How does Data Retention Manager interact with Salesforce data archiving tools?

Data Retention Manager complements archiving tools. Configure a two-stage process: (1) Archive policy moves aging records to archiving solutions (Big Objects, external archive) after Year 1; (2) Deletion policy permanently removes them after full retention period. This reduces active storage costs while maintaining compliance.

How do we configure retention policies for custom objects with complex relationships?

Map object relationships in the dependency configuration. Specify parent-child relationships and deletion order (children before parents for master-detail, or independent for lookups). For complex schemas, Cloud Compliance's Customer Success team can review org schemas and recommend optimal policy structures.

Can Data Retention Manager run on a specific subset of records for testing?

Yes. Use filter conditions on policies to limit scope (e.g., CreatedDate<2020-01-01 and Owner='Test_User'). This validates deletion behavior on controlled subsets before enabling full policies. Remove filter conditions to apply policies to all qualifying records.

How do we handle retention for records that have active opportunities or contracts?

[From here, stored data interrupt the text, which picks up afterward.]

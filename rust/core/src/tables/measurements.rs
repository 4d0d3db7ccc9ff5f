// This Source Code Form is subject to the terms of the Mozilla Public
// License, v. 2.0. If a copy of the MPL was not distributed with this
// file, You can obtain one at https://mozilla.org/MPL/2.0/.

//! Volumetric measurement tables.
//!
//! `vol_measurements.csv` carries the grid bounds of a block.
//! `cube_data.csv` and `points_data.csv` carry one sampled location per row
//! with a category flag and one column per measured quantity.

use super::{csv_reader, read_records, Columns, Table};
use crate::error::{Error, Result};
use serde::{Deserialize, Serialize};
use std::io::Read;

pub const X_CENTER: &str = "X Center";
pub const Y_CENTER: &str = "Y Center";
pub const Z_CENTER: &str = "Z Center";
pub const CATEGORY: &str = "Category";
pub const CUBE_ID: &str = "Cube ID";

/// Rows per cuboid when ids are assigned positionally.
pub const CORNERS_PER_CUBE: usize = 8;

/// Min, max and step of one axis.
#[derive(Debug, Clone, Copy, PartialEq, Serialize, Deserialize)]
pub struct AxisBounds {
    pub min: f64,
    pub max: f64,
    pub step: f64,
}

/// Grid bounds of a block, read from the first row of `vol_measurements.csv`.
#[derive(Debug, Clone, Copy, PartialEq, Serialize, Deserialize)]
pub struct VolumeBounds {
    pub x: AxisBounds,
    pub y: AxisBounds,
    pub z: AxisBounds,
}

#[derive(Debug, Deserialize)]
struct VolumeBoundsRecord {
    #[serde(rename = "X Min")]
    x_min: f64,
    #[serde(rename = "X Max")]
    x_max: f64,
    #[serde(rename = "X Size")]
    x_size: f64,
    #[serde(rename = "Y Min")]
    y_min: f64,
    #[serde(rename = "Y Max")]
    y_max: f64,
    #[serde(rename = "Y Size")]
    y_size: f64,
    #[serde(rename = "Z Min")]
    z_min: f64,
    #[serde(rename = "Z Max")]
    z_max: f64,
    #[serde(rename = "Z Size")]
    z_size: f64,
}

impl Table for VolumeBounds {
    const NAME: &'static str = "vol_measurements";

    fn from_reader<R: Read>(rdr: R) -> Result<Self> {
        let record: VolumeBoundsRecord = read_records::<VolumeBoundsRecord, _>(rdr)
            .map_err(|e| match e {
                Error::Csv(csv) => Error::configuration(Self::NAME, csv.to_string()),
                other => other,
            })?
            .into_iter()
            .next()
            .ok_or_else(|| Error::configuration(Self::NAME, "table is empty"))?;

        Ok(Self {
            x: AxisBounds {
                min: record.x_min,
                max: record.x_max,
                step: record.x_size,
            },
            y: AxisBounds {
                min: record.y_min,
                max: record.y_max,
                step: record.y_size,
            },
            z: AxisBounds {
                min: record.z_min,
                max: record.z_max,
                step: record.z_size,
            },
        })
    }
}

/// Identifies the cuboid a corner row belongs to.
#[derive(Debug, Clone, Copy, PartialEq, Eq, Hash, PartialOrd, Ord, Serialize, Deserialize)]
pub struct CubeId(pub u32);

/// Column position of a measured quantity within a [`MeasurementTable`].
#[derive(Debug, Clone, Copy, PartialEq, Eq)]
pub struct QuantityIndex(usize);

/// One sampled 3D location.
#[derive(Debug, Clone, PartialEq)]
pub struct MeasurementRow {
    pub cube_id: CubeId,
    pub x: f64,
    pub y: f64,
    pub z: f64,
    pub category: bool,
    values: Vec<f64>,
}

impl MeasurementRow {
    pub fn new(cube_id: CubeId, center: [f64; 3], category: bool, values: Vec<f64>) -> Self {
        Self {
            cube_id,
            x: center[0],
            y: center[1],
            z: center[2],
            category,
            values,
        }
    }

    /// Value of a quantity; NaN where the cell was blank.
    #[inline]
    pub fn value(&self, quantity: QuantityIndex) -> f64 {
        self.values.get(quantity.0).copied().unwrap_or(f64::NAN)
    }

    #[inline]
    pub fn center(&self) -> [f64; 3] {
        [self.x, self.y, self.z]
    }
}

/// A point or cube-corner table in file order.
#[derive(Debug, Clone, Default)]
pub struct MeasurementTable {
    quantities: Vec<String>,
    rows: Vec<MeasurementRow>,
}

impl MeasurementTable {
    pub fn new(quantities: Vec<String>, rows: Vec<MeasurementRow>) -> Self {
        Self { quantities, rows }
    }

    pub fn quantities(&self) -> &[String] {
        &self.quantities
    }

    pub fn rows(&self) -> &[MeasurementRow] {
        &self.rows
    }

    pub fn len(&self) -> usize {
        self.rows.len()
    }

    pub fn is_empty(&self) -> bool {
        self.rows.is_empty()
    }

    /// Resolve a quantity name to its column.
    pub fn quantity(&self, name: &str) -> Result<QuantityIndex> {
        self.quantities
            .iter()
            .position(|q| q == name)
            .map(QuantityIndex)
            .ok_or_else(|| Error::UnknownQuantity(name.to_string()))
    }
}

impl Table for MeasurementTable {
    const NAME: &'static str = "measurements";

    fn from_reader<R: Read>(rdr: R) -> Result<Self> {
        let mut rdr = csv_reader(rdr);
        let columns = Columns::new(Self::NAME, rdr.headers()?.clone());

        let x_col = columns.required(X_CENTER)?;
        let y_col = columns.required(Y_CENTER)?;
        let z_col = columns.required(Z_CENTER)?;
        let category_col = columns.required(CATEGORY)?;
        let cube_col = columns.optional(CUBE_ID);

        let reserved = [Some(x_col), Some(y_col), Some(z_col), Some(category_col), cube_col];
        let quantity_cols: Vec<usize> = columns
            .iter()
            .filter(|(i, name)| !name.is_empty() && !reserved.contains(&Some(*i)))
            .map(|(i, _)| i)
            .collect();
        let quantities = quantity_cols
            .iter()
            .map(|&c| columns.name(c).to_string())
            .collect();

        let mut rows = Vec::new();
        for (row, record) in rdr.records().enumerate() {
            let record = record?;
            let cube_id = match cube_col {
                Some(c) => {
                    let id = columns.number(&record, c, row)?;
                    if id < 0.0 || id.fract() != 0.0 || id > u32::MAX as f64 {
                        return Err(Error::InvalidNumber {
                            table: Self::NAME,
                            column: CUBE_ID.to_string(),
                            row,
                            value: record.get(c).unwrap_or_default().to_string(),
                        });
                    }
                    CubeId(id as u32)
                }
                None => u32::try_from(row / CORNERS_PER_CUBE)
                    .map(CubeId)
                    .map_err(|_| Error::configuration(Self::NAME, "too many rows for positional cube ids"))?,
            };
            let values = quantity_cols
                .iter()
                .map(|&c| columns.measurement(&record, c, row))
                .collect::<Result<Vec<_>>>()?;

            rows.push(MeasurementRow {
                cube_id,
                x: columns.number(&record, x_col, row)?,
                y: columns.number(&record, y_col, row)?,
                z: columns.number(&record, z_col, row)?,
                category: columns.flag(&record, category_col, row)?,
                values,
            });
        }

        tracing::debug!(
            rows = rows.len(),
            quantities = quantity_cols.len(),
            explicit_cube_ids = cube_col.is_some(),
            "Read measurement table"
        );

        Ok(Self { quantities, rows })
    }
}

#[cfg(test)]
mod tests {
    use super::*;

    #[test]
    fn test_volume_bounds() {
        let csv = "X Min,X Max,X Size,Y Min,Y Max,Y Size,Z Min,Z Max,Z Size\n0,450,50,0,250,50,0,200,50\n";
        let bounds = VolumeBounds::from_reader(csv.as_bytes()).unwrap();
        assert_eq!(bounds.x, AxisBounds { min: 0.0, max: 450.0, step: 50.0 });
        assert_eq!(bounds.z.max, 200.0);
    }

    #[test]
    fn test_volume_bounds_empty() {
        let csv = "X Min,X Max,X Size,Y Min,Y Max,Y Size,Z Min,Z Max,Z Size\n";
        assert!(matches!(
            VolumeBounds::from_reader(csv.as_bytes()),
            Err(Error::Configuration { table: "vol_measurements", .. })
        ));
    }

    #[test]
    fn test_volume_bounds_missing_column() {
        let csv = "X Min,X Max\n0,3\n";
        assert!(matches!(
            VolumeBounds::from_reader(csv.as_bytes()),
            Err(Error::Configuration { .. })
        ));
    }

    #[test]
    fn test_positional_cube_ids() {
        let mut csv = String::from("X Center,Y Center,Z Center,Category,CYB5A\n");
        for i in 0..16 {
            csv.push_str(&format!("{},0,0,True,{}\n", i, i as f64 * 0.1));
        }
        let table = MeasurementTable::from_reader(csv.as_bytes()).unwrap();
        assert_eq!(table.len(), 16);
        assert_eq!(table.rows()[7].cube_id, CubeId(0));
        assert_eq!(table.rows()[8].cube_id, CubeId(1));
    }

    #[test]
    fn test_explicit_cube_ids_and_blank_values() {
        let csv = "Cube ID,X Center,Y Center,Z Center,Category,CYB5A,ALB\n\
                   4,25,25,25,False,0.5,\n";
        let table = MeasurementTable::from_reader(csv.as_bytes()).unwrap();
        assert_eq!(table.quantities(), &["CYB5A".to_string(), "ALB".to_string()]);
        let row = &table.rows()[0];
        assert_eq!(row.cube_id, CubeId(4));
        assert!(!row.category);
        assert_eq!(row.value(table.quantity("CYB5A").unwrap()), 0.5);
        assert!(row.value(table.quantity("ALB").unwrap()).is_nan());
    }

    #[test]
    fn test_cube_id_beyond_u32_is_rejected() {
        let csv = "Cube ID,X Center,Y Center,Z Center,Category,CYB5A\n\
                   4294967295,0,0,0,True,1\n\
                   4294967296,0,0,0,True,1\n";
        match MeasurementTable::from_reader(csv.as_bytes()) {
            Err(Error::InvalidNumber { column, row, value, .. }) => {
                assert_eq!(column, "Cube ID");
                assert_eq!(row, 1);
                assert_eq!(value, "4294967296");
            }
            other => panic!("unexpected result: {:?}", other),
        }

        let csv = "Cube ID,X Center,Y Center,Z Center,Category,CYB5A\n4294967295,0,0,0,True,1\n";
        let table = MeasurementTable::from_reader(csv.as_bytes()).unwrap();
        assert_eq!(table.rows()[0].cube_id, CubeId(u32::MAX));
    }

    #[test]
    fn test_negative_or_fractional_cube_id_is_rejected() {
        for id in ["-1", "2.5"] {
            let csv = format!("Cube ID,X Center,Y Center,Z Center,Category,CYB5A\n{},0,0,0,True,1\n", id);
            assert!(matches!(
                MeasurementTable::from_reader(csv.as_bytes()),
                Err(Error::InvalidNumber { .. })
            ));
        }
    }

    #[test]
    fn test_bad_number_names_column() {
        let csv = "X Center,Y Center,Z Center,Category,CYB5A\n1,2,three,True,0\n";
        match MeasurementTable::from_reader(csv.as_bytes()) {
            Err(Error::InvalidNumber { column, row, .. }) => {
                assert_eq!(column, "Z Center");
                assert_eq!(row, 0);
            }
            other => panic!("unexpected result: {:?}", other),
        }
    }

    #[test]
    fn test_missing_center_column() {
        let csv = "X Center,Y Center,Category\n1,2,True\n";
        assert!(matches!(
            MeasurementTable::from_reader(csv.as_bytes()),
            Err(Error::MissingColumn { .. })
        ));
    }
}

Configure exception logic in retention policies: skip deletion if contacts have open Opportunities (StageName!='Closed Lost' and !='Closed Won') or active Contracts (Status='Active'). The system evaluates these conditions before each deletion, automatically preserving records with active business relationships.

What storage reduction should we expect from Data Retention Manager?

Typical enterprise Salesforce orgs see 30-50% storage reduction within first 12 months of automated enforcement. Dun & Bradstreet research shows 70% of CRM data is obsolete, rarely manually cleaned. Specific savings depend on org age, data accumulation rate, and configured retention periods. Run dry-run reports on oldest records to estimate.